Supplied entries>
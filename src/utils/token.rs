use chrono::{Duration, Utc};
use jsonwebtoken::{decode, encode, Algorithm, DecodingKey, EncodingKey, Header, Validation};
use serde::{Deserialize, Serialize};

use crate::{
    error::{ErrorMessage, HttpError},
    models::actormodel::ActorRole,
};

/// Claims issued by the external auth service.
#[derive(Debug, Serialize, Deserialize)]
pub struct TokenClaims {
    pub sub: String,
    pub role: ActorRole,
    pub iat: usize,
    pub exp: usize,
}

pub fn create_token(
    user_id: &str,
    role: ActorRole,
    secret: &[u8],
    expires_in_seconds: i64,
) -> Result<String, jsonwebtoken::errors::Error> {
    if user_id.is_empty() {
        return Err(jsonwebtoken::errors::ErrorKind::InvalidSubject.into());
    }

    let now = Utc::now();
    let iat = now.timestamp() as usize;
    let exp = (now + Duration::seconds(expires_in_seconds)).timestamp() as usize;
    let claims = TokenClaims {
        sub: user_id.to_string(),
        role,
        iat,
        exp,
    };

    encode(
        &Header::default(),
        &claims,
        &EncodingKey::from_secret(secret),
    )
}

pub fn decode_token<T: Into<String>>(token: T, secret: &[u8]) -> Result<TokenClaims, HttpError> {
    let decoded = decode::<TokenClaims>(
        &token.into(),
        &DecodingKey::from_secret(secret),
        &Validation::new(Algorithm::HS256),
    );

    match decoded {
        Ok(token) => Ok(token.claims),
        Err(_) => Err(HttpError::unauthorized(ErrorMessage::InvalidToken.to_string())),
    }
}
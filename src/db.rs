pub mod cache;
pub mod escrowdb;
#[cfg(test)]
pub mod memory;

use std::sync::Arc;

use redis::aio::ConnectionManager;
use sqlx::{Pool, Postgres};

#[derive(Clone)]
pub struct DBClient {
    pub pool: Pool<Postgres>,
    pub redis_client: Option<Arc<ConnectionManager>>,
}

impl std::fmt::Debug for DBClient {
    fn fmt(&self, f: &mut std::fmt::Formatter<'_>) -> std::fmt::Result {
        f.debug_struct("DBClient")
            .field("pool", &"Pool<Postgres>")
            .field("redis_client", &self.redis_client.is_some())
            .finish()
    }
}

impl DBClient {
    /// Create a new DBClient with PostgreSQL pool only
    pub fn new(pool: Pool<Postgres>) -> Self {
        DBClient {
            pool,
            redis_client: None,
        }
    }

    /// Create a new DBClient with both PostgreSQL and Redis; a Redis that
    /// cannot be reached leaves the client running without cache.
    pub async fn with_redis(pool: Pool<Postgres>, redis_url: &str) -> Self {
        let client = match redis::Client::open(redis_url) {
            Ok(client) => client,
            Err(e) => {
                tracing::warn!("Failed to create Redis client: {}. Continuing without cache.", e);
                return DBClient::new(pool);
            }
        };

        match ConnectionManager::new(client).await {
            Ok(conn) => {
                tracing::info!("Redis connection established");
                DBClient {
                    pool,
                    redis_client: Some(Arc::new(conn)),
                }
            }
            Err(e) => {
                tracing::warn!("Failed to connect to Redis: {}. Continuing without cache.", e);
                DBClient::new(pool)
            }
        }
    }

    /// Get cache status for monitoring
    pub fn cache_status(&self) -> &str {
        if self.redis_client.is_some() {
            "enabled"
        } else {
            "disabled"
        }
    }
}
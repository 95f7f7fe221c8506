pub mod actormodel;
pub mod escrowmodel;
pub mod milestonemodel;
#[async_trait]
impl EscrowExt for DBClient {
    async fn insert_milestone(&self, milestone: &Milestone, events: &[EscrowEvent]) -> Result<(), Error> {
        let mut tx = self.pool.begin().await?;

        sqlx::query(
            r#"
            INSERT INTO milestones (
                id, workspace_id, client_id, freelancer_id, title, description, amount, currency,
                due_date, payment_due_date, status, payout_recipient, submission_notes,
                submission_attachments, submission_date, review_notes, review_date, version,
                created_at, updated_at
            )
            VALUES ($1, $2, $3, $4, $5, $6, $7, $8, $9, $10, $11, $12, $13, $14, $15, $16, $17, $18, $19, $20)
            "#,
        )
        .bind(milestone.id)
        .bind(milestone.workspace_id)
        .bind(milestone.client_id)
        .bind(milestone.freelancer_id)
        .bind(&milestone.title)
        .bind(&milestone.description)
        .bind(&milestone.amount)
        .bind(&milestone.currency)
        .bind(milestone.due_date)
        .bind(milestone.payment_due_date)
        .bind(milestone.status)
        .bind(&milestone.payout_recipient)
        .bind(&milestone.submission_notes)
        .bind(&milestone.submission_attachments)
        .bind(milestone.submission_date)
        .bind(&milestone.review_notes)
        .bind(milestone.review_date)
        .bind(milestone.version)
        .bind(milestone.created_at)
        .bind(milestone.updated_at)
        .execute(&mut *tx)
        .await?;

        append_events(&mut tx, events).await?;
        tx.commit().await
    }

    async fn get_milestone(&self, milestone_id: Uuid) -> Result<Option<Milestone>, Error> {
        let cache_key = CacheHelper::milestone_key(milestone_id);
        if let Some(redis) = &self.redis_client {
            if let Ok(Some(cached)) = CacheHelper::get::<Milestone>(redis, &cache_key).await {
                return Ok(Some(cached));
            }
        }

        let milestone = sqlx::query_as::<_, Milestone>(&format!(
            "SELECT {} FROM milestones WHERE id = $1",
            MILESTONE_COLUMNS
        ))
        .bind(milestone_id)
        .fetch_optional(&self.pool)
        .await?;

        if let (Some(redis), Some(milestone)) = (&self.redis_client, &milestone) {
            let _ = CacheHelper::set(redis, &cache_key, milestone, MILESTONE_CACHE_TTL).await;
        }

        Ok(milestone)
    }

    async fn commit_milestone(
        &self,
        before: &Milestone,
        milestone: &Milestone,
        events: &[EscrowEvent],
    ) -> Result<bool, Error> {
        let mut tx = self.pool.begin().await?;

        if !update_milestone_cas(&mut tx, before, milestone).await? {
            tx.rollback().await?;
            return Ok(false);
        }

        append_events(&mut tx, events).await?;
        tx.commit().await?;

        self.invalidate(milestone.id, None).await;
        Ok(true)
    }

    async fn insert_escrow(&self, escrow: &Escrow, events: &[EscrowEvent]) -> Result<bool, Error> {
        let mut tx = self.pool.begin().await?;

        let result = sqlx::query(
            r#"
            INSERT INTO escrows (
                id, milestone_id, client_id, freelancer_id, currency, milestone_amount,
                service_charge, total_amount, amount_to_freelancer, status, order_id,
                deliverable_submitted, client_approval_status, dispute_raised, version, created_at
            )
            VALUES ($1, $2, $3, $4, $5, $6, $7, $8, $9, $10, $11, $12, $13, $14, $15, $16)
            ON CONFLICT (milestone_id) DO NOTHING
            "#,
        )
        .bind(escrow.id)
        .bind(escrow.milestone_id)
        .bind(escrow.client_id)
        .bind(escrow.freelancer_id)
        .bind(&escrow.currency)
        .bind(&escrow.milestone_amount)
        .bind(&escrow.service_charge)
        .bind(&escrow.total_amount)
        .bind(&escrow.amount_to_freelancer)
        .bind(escrow.status)
        .bind(&escrow.order_id)
        .bind(escrow.deliverable_submitted)
        .bind(escrow.client_approval_status)
        .bind(escrow.dispute_raised)
        .bind(escrow.version)
        .bind(escrow.created_at)
        .execute(&mut *tx)
        .await?;

        if result.rows_affected() == 0 {
            tx.rollback().await?;
            return Ok(false);
        }

        append_events(&mut tx, events).await?;
        tx.commit().await?;

        self.invalidate(escrow.milestone_id, Some(escrow.id)).await;
        Ok(true)
    }

    async fn get_escrow(&self, escrow_id: Uuid) -> Result<Option<Escrow>, Error> {
        let cache_key = CacheHelper::escrow_key(escrow_id);
        if let Some(redis) = &self.redis_client {
            if let Ok(Some(cached)) = CacheHelper::get::<Escrow>(redis, &cache_key).await {
                return Ok(Some(cached));
            }
        }

        let escrow = sqlx::query_as::<_, Escrow>(&format!(
            "SELECT {} FROM escrows WHERE id = $1",
            ESCROW_COLUMNS
        ))
        .bind(escrow_id)
        .fetch_optional(&self.pool)
        .await?;

        if let (Some(redis), Some(escrow)) = (&self.redis_client, &escrow) {
            let _ = CacheHelper::set(redis, &cache_key, escrow, ESCROW_CACHE_TTL).await;
        }

        Ok(escrow)
    }

    async fn get_escrow_by_milestone(&self, milestone_id: Uuid) -> Result<Option<Escrow>, Error> {
        let cache_key = CacheHelper::escrow_by_milestone_key(milestone_id);
        if let Some(redis) = &self.redis_client {
            if let Ok(Some(cached)) = CacheHelper::get::<Escrow>(redis, &cache_key).await {
                return Ok(Some(cached));
            }
        }

        let escrow = sqlx::query_as::<_, Escrow>(&format!(
            "SELECT {} FROM escrows WHERE milestone_id = $1",
            ESCROW_COLUMNS
        ))
        .bind(milestone_id)
        .fetch_optional(&self.pool)
        .await?;

        if let (Some(redis), Some(escrow)) = (&self.redis_client, &escrow) {
            let _ = CacheHelper::set(redis, &cache_key, escrow, ESCROW_CACHE_TTL).await;
        }

        Ok(escrow)
    }

    async fn load_pair(&self, milestone_id: Uuid) -> Result<(Option<Milestone>, Option<Escrow>), Error> {
        let milestone = sqlx::query_as::<_, Milestone>(&format!(
            "SELECT {} FROM milestones WHERE id = $1",
            MILESTONE_COLUMNS
        ))
        .bind(milestone_id)
        .fetch_optional(&self.pool)
        .await?;

        let escrow = sqlx::query_as::<_, Escrow>(&format!(
            "SELECT {} FROM escrows WHERE milestone_id = $1",
            ESCROW_COLUMNS
        ))
        .bind(milestone_id)
        .fetch_optional(&self.pool)
        .await?;

        Ok((milestone, escrow))
    }

    async fn get_escrow_by_order(&self, order_id: &str) -> Result<Option<Escrow>, Error> {
        sqlx::query_as::<_, Escrow>(&format!(
            "SELECT {} FROM escrows WHERE order_id = $1",
            ESCROW_COLUMNS
        ))
        .bind(order_id)
        .fetch_optional(&self.pool)
        .await
    }

    async fn commit_transition(&self, write: &TransitionWrite<'_>) -> Result<bool, Error> {
        let mut tx = self.pool.begin().await?;

        // Escrow first: it carries the status the money invariants hang on.
        if !update_escrow_cas(&mut tx, write.before_escrow, write.escrow).await?
            || !update_milestone_cas(&mut tx, write.before_milestone, write.milestone).await?
        {
            tx.rollback().await?;
            return Ok(false);
        }

        append_events(&mut tx, write.events).await?;
        tx.commit().await?;

        self.invalidate(write.milestone.id, Some(write.escrow.id)).await;
        Ok(true)
    }

    async fn find_auto_release_candidates(
        &self,
        now: DateTime<Utc>,
        grace: Duration,
        limit: i64,
    ) -> Result<Vec<Escrow>, Error> {
        let columns = ESCROW_COLUMNS
            .split(',')
            .map(|column| format!("e.{}", column.trim()))
            .collect::<Vec<_>>()
            .join(", ");

        sqlx::query_as::<_, Escrow>(&format!(
            r#"
            SELECT {}
            FROM escrows e
            JOIN milestones m ON m.id = e.milestone_id
            WHERE e.status = 'active'::escrow_status
            AND e.dispute_raised = FALSE
            AND (
                (e.deliverable_submitted AND e.deliverable_submitted_at <= $2)
                OR (
                    m.payment_due_date IS NOT NULL
                    AND m.payment_due_date <= $1
                    AND e.client_approval_status <> 'rejected'::client_approval_status
                )
            )
            ORDER BY e.activated_at ASC
            LIMIT $3
            "#,
            columns
        ))
        .bind(now)
        .bind(now - grace)
        .bind(limit)
        .fetch_all(&self.pool)
        .await
    }

    async fn find_overdue_milestones(&self, now: DateTime<Utc>, limit: i64) -> Result<Vec<Milestone>, Error> {
        let columns = MILESTONE_COLUMNS
            .split(',')
            .map(|column| format!("m.{}", column.trim()))
            .collect::<Vec<_>>()
            .join(", ");

        sqlx::query_as::<_, Milestone>(&format!(
            r#"
            SELECT {}
            FROM milestones m
            LEFT JOIN escrows e ON e.milestone_id = m.id
            WHERE m.status IN ('approved'::milestone_status, 'in_progress'::milestone_status)
            AND m.payment_due_date IS NOT NULL
            AND m.payment_due_date <= $1
            AND (e.id IS NULL OR e.status = 'pending'::escrow_status)
            ORDER BY m.payment_due_date ASC
            LIMIT $2
            "#,
            columns
        ))
        .bind(now)
        .bind(limit)
        .fetch_all(&self.pool)
        .await
    }

    async fn pending_outbox(&self, limit: i64, max_attempts: i32) -> Result<Vec<OutboxEntry>, Error> {
        sqlx::query_as::<_, OutboxEntry>(
            r#"
            SELECT id, milestone_id, event, attempts, created_at, delivered_at
            FROM escrow_outbox
            WHERE delivered_at IS NULL
            AND attempts < $2
            ORDER BY seq ASC
            LIMIT $1
            "#,
        )
        .bind(limit)
        .bind(max_attempts)
        .fetch_all(&self.pool)
        .await
    }

    async fn mark_outbox_delivered(&self, entry_id: Uuid) -> Result<(), Error> {
        sqlx::query("UPDATE escrow_outbox SET delivered_at = NOW() WHERE id = $1")
            .bind(entry_id)
            .execute(&self.pool)
            .await?;
        Ok(())
    }

    async fn record_outbox_failure(&self, entry_id: Uuid) -> Result<(), Error> {
        sqlx::query("UPDATE escrow_outbox SET attempts = attempts + 1 WHERE id = $1")
            .bind(entry_id)
            .execute(&self.pool)
            .await?;
        Ok(())
    }
}
use std::str::FromStr;

#[derive(Debug, Clone)]
pub struct Config {
    pub database_url: String,
    pub jwt_secret: String,
    pub port: u16,
    pub log_level: String,
    pub redis_url: Option<String>,
    // Payment provider configuration
    pub paystack_secret_key: String,
    pub paystack_base_url: String,
    pub gateway_timeout_secs: u64,
    // Escrow policy
    pub platform_fee_bps: u32,
    pub auto_release_grace_hours: i64,
    pub auto_release_interval_secs: u64,
    pub auto_release_batch_size: i64,
    // Outbox relay
    pub outbox_interval_secs: u64,
    pub outbox_batch_size: i64,
    pub outbox_max_attempts: i32,
    pub push_broker_url: Option<String>,
}

impl Config {
    pub fn init() -> Config {
        let database_url = std::env::var("DATABASE_URL").expect("DATABASE_URL must be set");
        let jwt_secret = std::env::var("JWT_SECRET_KEY").expect("JWT_SECRET_KEY must be set");

        let paystack_secret_key = std::env::var("PAYSTACK_SECRET_KEY")
            .unwrap_or_else(|_| "test_secret_key".to_string());
        let paystack_base_url = std::env::var("PAYSTACK_BASE_URL")
            .unwrap_or_else(|_| "https://api.paystack.co".to_string());

        Config {
            database_url,
            jwt_secret,
            port: env_or("PORT", 8000),
            log_level: std::env::var("LOG_LEVEL").unwrap_or_else(|_| "debug".to_string()),
            redis_url: non_empty_env("REDIS_URL"),
            paystack_secret_key,
            paystack_base_url,
            gateway_timeout_secs: env_or("GATEWAY_TIMEOUT_SECS", 15),
            platform_fee_bps: fee_bps_or("PLATFORM_FEE_BPS", 500),
            auto_release_grace_hours: env_or("AUTO_RELEASE_GRACE_HOURS", 168),
            auto_release_interval_secs: env_or("AUTO_RELEASE_INTERVAL_SECS", 3600),
            auto_release_batch_size: env_or("AUTO_RELEASE_BATCH_SIZE", 100),
            outbox_interval_secs: env_or("OUTBOX_INTERVAL_SECS", 30),
            outbox_batch_size: env_or("OUTBOX_BATCH_SIZE", 50),
            outbox_max_attempts: env_or("OUTBOX_MAX_ATTEMPTS", 10),
            push_broker_url: non_empty_env("PUSH_BROKER_URL"),
        }
    }

    pub fn auto_release_grace(&self) -> chrono::Duration {
        chrono::Duration::hours(self.auto_release_grace_hours)
    }
}

fn non_empty_env(key: &str) -> Option<String> {
    std::env::var(key).ok().filter(|value| !value.trim().is_empty())
}

fn env_or<T: FromStr + std::fmt::Display>(key: &str, default: T) -> T {
    match std::env::var(key) {
        Ok(raw) => parse_or(key, &raw, default),
        Err(_) => default,
    }
}

const MAX_FEE_BPS: u32 = 10_000;

/// Basis points of the milestone amount; anything over 100% is rejected.
fn fee_bps_or(key: &str, default: u32) -> u32 {
    match std::env::var(key) {
        Ok(raw) => bounded_bps(key, &raw, default),
        Err(_) => default,
    }
}

fn bounded_bps(key: &str, raw: &str, default: u32) -> u32 {
    let value = parse_or(key, raw, default);
    if value > MAX_FEE_BPS {
        tracing::warn!("{} of {} exceeds {} basis points, using default {}", key, value, MAX_FEE_BPS, default);
        return default;
    }
    value
}

fn parse_or<T: FromStr + std::fmt::Display>(key: &str, raw: &str, default: T) -> T {
    match raw.trim().parse::<T>() {
        Ok(value) => value,
        Err(_) => {
            tracing::warn!("Invalid value {:?} for {}, using default {}", raw, key, default);
            default
        }
    }
}
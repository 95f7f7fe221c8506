//! Money helpers shared by the fee rule and the payment gateway.
//!
//! Amounts are stored as decimals in major units (e.g. 150.50 NGN) and
//! converted to minor units (kobo, cents) only at the gateway boundary.
use bigdecimal::{BigDecimal, RoundingMode};
use num_traits::{ToPrimitive, Zero};

/// Round to two decimal places, half away from zero.
pub fn round2(amount: &BigDecimal) -> BigDecimal {
    amount.with_scale_round(2, RoundingMode::HalfUp)
}

/// Convert a major-unit amount to minor units (multiply by 100)
pub fn to_minor_units(amount: &BigDecimal) -> Result<i64, String> {
    if amount < &BigDecimal::zero() {
        return Err("Amount cannot be negative".to_string());
    }

    (amount * BigDecimal::from(100))
        .with_scale_round(0, RoundingMode::HalfUp)
        .to_i64()
        .ok_or_else(|| "Amount out of range".to_string())
}

/// `percent`% of `amount`, rounded to two decimal places.
pub fn percent_of(amount: &BigDecimal, percent: u8) -> BigDecimal {
    round2(&(amount * BigDecimal::from(percent) / BigDecimal::from(100)))
}

/// Basis points of `amount` (500 bps = 5%), rounded to two decimal places.
pub fn basis_points_of(amount: &BigDecimal, bps: u32) -> BigDecimal {
    round2(&(amount * BigDecimal::from(bps) / BigDecimal::from(10_000)))
}

/// Currency codes are three ASCII letters (ISO 4217).
pub fn is_currency_code(code: &str) -> bool {
    code.len() == 3 && code.chars().all(|c| c.is_ascii_alphabetic())
}
// service/escrow_machine.rs
//! Transition table for a (Milestone, Escrow) pair.
//!
//! Everything here is pure: a plan is computed from the current records,
//! the acting party and the command, and nothing is persisted. The escrow
//! service executes the plan's payout and commits the resulting pair.
use bigdecimal::BigDecimal;
use chrono::{DateTime, Duration, Utc};

use crate::{
    models::{
        actormodel::{Actor, SystemActor},
        escrowmodel::{ClientApprovalStatus, DisputeResolution, Escrow, EscrowEvent, EscrowStatus},
        milestonemodel::{Milestone, MilestoneStatus},
    },
    service::error::ServiceError,
    utils::currency::percent_of,
};

#[derive(Debug, Clone)]
pub enum EscrowCommand {
    Activate { payment_reference: String },
    SubmitDeliverable { notes: String, attachments: Vec<String> },
    Review { approve: bool, notes: Option<String> },
    Release { reason: Option<String> },
    AutoRelease { grace: Duration },
    RaiseDispute { reason: String },
    ResolveDispute { resolution: DisputeResolution, notes: Option<String> },
}

impl EscrowCommand {
    pub fn action(&self) -> &'static str {
        match self {
            EscrowCommand::Activate { .. } => "fund escrow",
            EscrowCommand::SubmitDeliverable { .. } => "submit deliverable",
            EscrowCommand::Review { .. } => "review milestone",
            EscrowCommand::Release { .. } => "release funds",
            EscrowCommand::AutoRelease { .. } => "auto-release funds",
            EscrowCommand::RaiseDispute { .. } => "raise dispute",
            EscrowCommand::ResolveDispute { .. } => "resolve dispute",
        }
    }

    /// Field checks that need no stored state.
    pub fn validate(&self) -> Result<(), ServiceError> {
        match self {
            EscrowCommand::Activate { payment_reference } if is_blank(payment_reference) => {
                Err(ServiceError::Validation("payment reference is required".to_string()))
            }
            EscrowCommand::SubmitDeliverable { notes, .. } if is_blank(notes) => {
                Err(ServiceError::Validation("submission notes are required".to_string()))
            }
            EscrowCommand::SubmitDeliverable { attachments, .. }
                if attachments.iter().any(|a| is_blank(a)) =>
            {
                Err(ServiceError::Validation("attachment references cannot be empty".to_string()))
            }
            EscrowCommand::Review { approve: false, notes }
                if notes.as_deref().map(is_blank).unwrap_or(true) =>
            {
                Err(ServiceError::Validation("review notes are required when rejecting".to_string()))
            }
            EscrowCommand::RaiseDispute { reason } if is_blank(reason) => {
                Err(ServiceError::Validation("dispute reason is required".to_string()))
            }
            EscrowCommand::ResolveDispute {
                resolution: DisputeResolution::Partial { freelancer_percent },
                ..
            } if !(1..=99).contains(freelancer_percent) => Err(ServiceError::Validation(
                "partial resolution percentage must be between 1 and 99".to_string(),
            )),
            _ => Ok(()),
        }
    }
}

Requirement>
Find all lines holding the word "models" in the records above and copy them.

The completed task>
    models::actormodel::ActorRole,
    models::{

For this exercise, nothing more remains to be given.